**WHAT IS NEEDED**
Write out the data below exactly, beginning with the first line and ending once the line that has "mod search;" is written.

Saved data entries
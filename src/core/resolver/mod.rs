//! Turning a spoken app name into a path.
//!
//! Stages run in strict order and stop at the first hit:
//!
//! 1. built-in system commands
//! 2. learned apps whose path still exists
//! 3. fuzzy correction against system and learned names (stages 1 and 2 are
//!    retried with the corrected name)
//! 4. filesystem search over the configured roots, asking the user to choose
//!    when several entries match

mod choice;
mod fuzzy;
mod search;
mod system;

use std::path::PathBuf;

use crate::config::SearchConfig;
use crate::core::index::LaunchableKinds;
use crate::core::learned::LearnedAppStore;
use crate::core::normalize_name;

pub use choice::{Choice, Disambiguator, NoPrompt, parse_selection};
pub use fuzzy::{correct, similarity};
pub use search::{Candidate, find};
pub use system::{SYSTEM_COMMANDS, SystemCommand, lookup};

/// Which stage produced a resolution.
#[derive(Debug, Clone, Copy, PartialEq, Eq)]
pub enum ResolutionSource {
    SystemCommand,
    Learned,
    Search,
}

/// Outcome of resolving a name.
#[derive(Debug, Clone, PartialEq, Eq)]
pub struct Resolution {
    /// Effective name, after fuzzy correction.
    pub name: String,
    /// Path to launch, `None` when nothing suitable was found or chosen.
    pub path: Option<PathBuf>,
    /// Admin requirement carried by the source.
    pub requires_admin: bool,
    /// Whether several entries matched and the user was asked.
    pub ambiguous: bool,
    /// Search matches, shortcuts first.
    pub candidates: Vec<PathBuf>,
    pub source: ResolutionSource,
}

impl Resolution {
    fn not_found(name: String) -> Self {
        Self {
            name,
            path: None,
            requires_admin: false,
            ambiguous: false,
            candidates: Vec::new(),
            source: ResolutionSource::Search,
        }
    }

    /// Whether the name came from the built-in table.
    #[must_use]
    pub fn is_system_command(&self) -> bool {
        self.source == ResolutionSource::SystemCommand
    }
}

/// Resolves names using the system table, learned apps and the filesystem.
pub struct NameResolver {
    commands: &'static [SystemCommand],
    roots: Vec<PathBuf>,
    kinds: LaunchableKinds,
    max_candidates: usize,
    fuzzy_cutoff: f64,
    max_depth: Option<usize>,
    chooser: Box<dyn Disambiguator>,
}

impl std::fmt::Debug for NameResolver {
    fn fmt(&self, f: &mut std::fmt::Formatter<'_>) -> std::fmt::Result {
        f.debug_struct("NameResolver")
            .field("roots", &self.roots)
            .field("max_candidates", &self.max_candidates)
            .field("fuzzy_cutoff", &self.fuzzy_cutoff)
            .finish_non_exhaustive()
    }
}

impl NameResolver {
    /// Create a resolver using the platform's system commands.
    #[must_use]
    pub fn new(config: &SearchConfig, chooser: Box<dyn Disambiguator>) -> Self {
        Self {
            commands: SYSTEM_COMMANDS,
            roots: config.roots.clone(),
            kinds: LaunchableKinds::new(&config.shortcut_extensions, &config.executable_extensions),
            max_candidates: config.max_candidates.max(1),
            fuzzy_cutoff: config.fuzzy_cutoff,
            max_depth: config.max_depth,
            chooser,
        }
    }

    /// Replace the system command table.
    #[must_use]
    pub fn with_commands(mut self, commands: &'static [SystemCommand]) -> Self {
        self.commands = commands;
        self
    }

    /// Look up a built-in command.
    #[must_use]
    pub fn system_command(&self, name: &str) -> Option<&SystemCommand> {
        lookup(self.commands, name)
    }

    /// Resolve `raw` to a path.
    ///
    /// May block on the disambiguator when the search is ambiguous.
    pub fn resolve(&mut self, raw: &str, learned: &LearnedAppStore) -> Resolution {
        let name = normalize_name(raw);
        if name.is_empty() {
            return Resolution::not_found(name);
        }

        if let Some(hit) = self.known(&name, learned) {
            return hit;
        }

        let known = self
            .commands
            .iter()
            .map(|c| c.name)
            .chain(learned.names());
        let corrected = correct(&name, known, self.fuzzy_cutoff);
        if corrected != name {
            tracing::info!(heard = %name, corrected = %corrected, "corrected app name");
            if let Some(hit) = self.known(&corrected, learned) {
                return hit;
            }
        }

        let candidates = find(&self.roots, &self.kinds, &corrected, self.max_depth);
        self.settle(corrected, candidates)
    }

    /// Stages 1 and 2.
    fn known(&self, name: &str, learned: &LearnedAppStore) -> Option<Resolution> {
        if let Some(command) = self.system_command(name) {
            tracing::debug!(name, path = command.path, "system command");
            return Some(Resolution {
                name: command.name.to_string(),
                path: Some(PathBuf::from(command.path)),
                requires_admin: command.requires_admin,
                ambiguous: false,
                candidates: Vec::new(),
                source: ResolutionSource::SystemCommand,
            });
        }

        let record = learned.get(name)?;
        tracing::debug!(name, path = %record.path.display(), "learned app");
        Some(Resolution {
            name: record.name.clone(),
            path: Some(record.path.clone()),
            requires_admin: record.requires_admin,
            ambiguous: false,
            candidates: Vec::new(),
            source: ResolutionSource::Learned,
        })
    }

    /// Stage 4 result policy.
    fn settle(&mut self, name: String, candidates: Vec<Candidate>) -> Resolution {
        let paths: Vec<PathBuf> = candidates.iter().map(|c| c.path.clone()).collect();

        match candidates.as_slice() {
            [] => {
                tracing::info!(name = %name, "no matching application");
                Resolution::not_found(name)
            }
            [only] => Resolution {
                name,
                path: Some(only.path.clone()),
                requires_admin: false,
                ambiguous: false,
                candidates: paths,
                source: ResolutionSource::Search,
            },
            many => {
                let shown = &many[..many.len().min(self.max_candidates)];
                let options: Vec<String> = shown.iter().map(Candidate::display_name).collect();
                let choice = self.chooser.choose(&options);
                let path = choice.position(options.len()).map(|i| shown[i].path.clone());

                if path.is_none() {
                    tracing::info!(name = %name, ?choice, "no valid selection");
                }

                Resolution {
                    name,
                    path,
                    requires_admin: false,
                    ambiguous: true,
                    candidates: paths,
                    source: ResolutionSource::Search,
                }
            }
        }
    }
}

#[cfg(test)]
mod tests {
    use super::*;
    use crate::core::learned::AppRecord;
    use crate::core::storage::Storage;
    use std::cell::RefCell;
    use std::fs;
    use std::rc::Rc;

    const COMMANDS: &[SystemCommand] = &[
        SystemCommand {
            name: "notepad",
            path: "notepad.exe",
            requires_admin: false,
        },
        SystemCommand {
            name: "task manager",
            path: "taskmgr.exe",
            requires_admin: true,
        },
    ];

    struct Fixture {
        _data: tempfile::TempDir,
        root: tempfile::TempDir,
        learned: LearnedAppStore,
    }

    impl Fixture {
        fn new() -> Self {
            let data = tempfile::tempdir().unwrap();
            let learned = LearnedAppStore::empty(Storage::with_root(data.path().to_path_buf()));
            Self {
                _data: data,
                root: tempfile::tempdir().unwrap(),
                learned,
            }
        }

        fn touch(&self, rel: &str) -> PathBuf {
            let path = self.root.path().join(rel);
            fs::create_dir_all(path.parent().unwrap()).unwrap();
            fs::write(&path, b"").unwrap();
            path
        }

        fn resolver(&self, chooser: impl Disambiguator + 'static) -> NameResolver {
            let config = SearchConfig {
                roots: vec![self.root.path().to_path_buf()],
                shortcut_extensions: vec!["lnk".to_string()],
                executable_extensions: vec!["exe".to_string()],
                max_candidates: 5,
                fuzzy_cutoff: 0.7,
                max_depth: None,
            };
            NameResolver::new(&config, Box::new(chooser)).with_commands(COMMANDS)
        }
    }

    /// A disambiguator that records what it was shown.
    fn recording(choice: Choice) -> (impl Disambiguator, Rc<RefCell<Vec<Vec<String>>>>) {
        let seen = Rc::new(RefCell::new(Vec::new()));
        let log = Rc::clone(&seen);
        let chooser = move |options: &[String]| {
            log.borrow_mut().push(options.to_vec());
            choice.clone()
        };
        (chooser, seen)
    }

    fn never_asked(_: &[String]) -> Choice {
        panic!("disambiguator should not be consulted");
    }

    #[test]
    fn system_command_beats_everything() {
        let mut fx = Fixture::new();
        fx.touch("Notepad/notepad.exe");
        let elsewhere = fx.touch("other/notepad.lnk");
        fx.learned.put(AppRecord::new("notepad", &elsewhere, true));

        let res = fx.resolver(never_asked).resolve("  NOTEPAD ", &fx.learned);
        assert_eq!(res.source, ResolutionSource::SystemCommand);
        assert_eq!(res.path, Some(PathBuf::from("notepad.exe")));
        assert!(!res.requires_admin);

        let res = fx.resolver(never_asked).resolve("Task Manager", &fx.learned);
        assert!(res.requires_admin);
        assert!(res.is_system_command());
    }

    #[test]
    fn learned_hit_skips_search() {
        let mut fx = Fixture::new();
        let learned = fx.touch("learned/Spotify.exe");
        fx.touch("a/spotify.exe");
        fx.touch("b/spotify.lnk");
        fx.learned.put(AppRecord::new("spotify", &learned, true));

        let res = fx.resolver(never_asked).resolve("Spotify", &fx.learned);
        assert_eq!(res.source, ResolutionSource::Learned);
        assert_eq!(res.path, Some(learned));
        assert!(res.requires_admin);
        assert!(res.candidates.is_empty());
    }

    #[test]
    fn stale_learned_path_falls_through_to_search() {
        let mut fx = Fixture::new();
        fx.learned.put(AppRecord::new("zoom", "/gone/zoom.exe", false));
        let fresh = fx.touch("Zoom/zoom.exe");

        let res = fx.resolver(never_asked).resolve("zoom", &fx.learned);
        assert_eq!(res.source, ResolutionSource::Search);
        assert_eq!(res.path, Some(fresh));
    }

    #[test]
    fn nothing_found_is_absent() {
        let fx = Fixture::new();
        fx.touch("tools/unrelated.exe");

        let res = fx.resolver(never_asked).resolve("blender", &fx.learned);
        assert_eq!(res.path, None);
        assert!(!res.ambiguous);
        assert!(res.candidates.is_empty());
    }

    #[test]
    fn single_match_is_taken_without_asking() {
        let fx = Fixture::new();
        let gimp = fx.touch("GIMP/gimp-2.10.exe");

        let res = fx.resolver(never_asked).resolve("gimp", &fx.learned);
        assert_eq!(res.path, Some(gimp));
        assert!(!res.requires_admin);
        assert!(!res.ambiguous);
    }

    #[test]
    fn ambiguous_match_uses_the_chosen_candidate() {
        let fx = Fixture::new();
        fx.touch("1/chrome.exe");
        fx.touch("2/chrome_proxy.exe");
        fx.touch("3/chrome_pwa.exe");

        let (chooser, seen) = recording(Choice::Index(2));
        let res = fx.resolver(chooser).resolve("chrome", &fx.learned);

        assert!(res.ambiguous);
        assert_eq!(res.candidates.len(), 3);
        assert_eq!(res.path.as_deref(), Some(res.candidates[1].as_path()));
        assert!(!res.requires_admin);
        assert_eq!(
            seen.borrow().as_slice(),
            &[vec![
                "chrome".to_string(),
                "chrome_proxy".to_string(),
                "chrome_pwa".to_string()
            ]]
        );
    }

    #[test]
    fn spoken_reply_selects_candidate() {
        let fx = Fixture::new();
        fx.touch("1/vlc.exe");
        let second = fx.touch("2/vlc-cache-gen.exe");

        let (chooser, _) = recording(Choice::Reply("option two".to_string()));
        let res = fx.resolver(chooser).resolve("vlc", &fx.learned);
        assert_eq!(res.path, Some(second));
    }

    #[test]
    fn invalid_choice_is_absent() {
        let fx = Fixture::new();
        fx.touch("1/code.exe");
        fx.touch("2/code-tunnel.exe");
        fx.touch("3/codecs.exe");

        for choice in [
            Choice::Index(4),
            Choice::Index(0),
            Choice::Reply("maybe".to_string()),
            Choice::Declined,
        ] {
            let (chooser, _) = recording(choice);
            let res = fx.resolver(chooser).resolve("code", &fx.learned);
            assert!(res.ambiguous);
            assert_eq!(res.path, None);
            assert_eq!(res.candidates.len(), 3);
        }
    }

    #[test]
    fn at_most_five_options_are_offered() {
        let fx = Fixture::new();
        for i in 0..7 {
            fx.touch(&format!("{i}/python{i}.exe"));
        }

        let (chooser, seen) = recording(Choice::Index(6));
        let res = fx.resolver(chooser).resolve("python", &fx.learned);
        assert_eq!(seen.borrow()[0].len(), 5);
        assert_eq!(res.candidates.len(), 7);
        assert_eq!(res.path, None);
    }

    #[test]
    fn shortcuts_are_offered_first() {
        let fx = Fixture::new();
        fx.touch("a/steam.exe");
        let shortcut = fx.touch("z/Steam.lnk");

        let (chooser, _) = recording(Choice::Index(1));
        let res = fx.resolver(chooser).resolve("steam", &fx.learned);
        assert_eq!(res.path, Some(shortcut));
    }

    #[test]
    fn close_name_is_corrected_to_a_system_command() {
        let fx = Fixture::new();
        fx.touch("tools/notepd.exe");

        let res = fx.resolver(never_asked).resolve("notepd", &fx.learned);
        assert_eq!(res.name, "notepad");
        assert_eq!(res.source, ResolutionSource::SystemCommand);
    }

    #[test]
    fn distant_name_is_searched_unchanged() {
        let fx = Fixture::new();
        let paint = fx.touch("paint/paint.exe");

        let res = fx.resolver(never_asked).resolve("paint", &fx.learned);
        assert_eq!(res.name, "paint");
        assert_eq!(res.path, Some(paint));
    }

    #[test]
    fn corrected_stale_name_is_searched_by_corrected_name() {
        let mut fx = Fixture::new();
        fx.learned.put(AppRecord::new("spotify", "/gone/Spotify.exe", false));
        let fresh = fx.touch("Spotify/Spotify.exe");

        let res = fx.resolver(never_asked).resolve("spotifi", &fx.learned);
        assert_eq!(res.name, "spotify");
        assert_eq!(res.source, ResolutionSource::Search);
        assert_eq!(res.path, Some(fresh));
    }

    #[test]
    fn blank_name_resolves_to_nothing() {
        let fx = Fixture::new();
        fx.touch("a/app.exe");
        let res = fx.resolver(never_asked).resolve("   ", &fx.learned);
        assert_eq!(res.path, None);
        assert!(res.candidates.is_empty());
    }
}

**EXERCISE SOLUTION**
filename src/core/resolver/mod.rs
//! Turning a spoken app name into a path.
//!
//! Stages run in strict order and stop at the first hit:
//!
//! 1. built-in system commands
//! 2. learned apps whose path still exists
//! 3. fuzzy correction against system and learned names (stages 1 and 2 are
//!    retried with the corrected name)
//! 4. filesystem search over the configured roots, asking the user to choose
//!    when several entries match

mod choice;
mod fuzzy;
mod search;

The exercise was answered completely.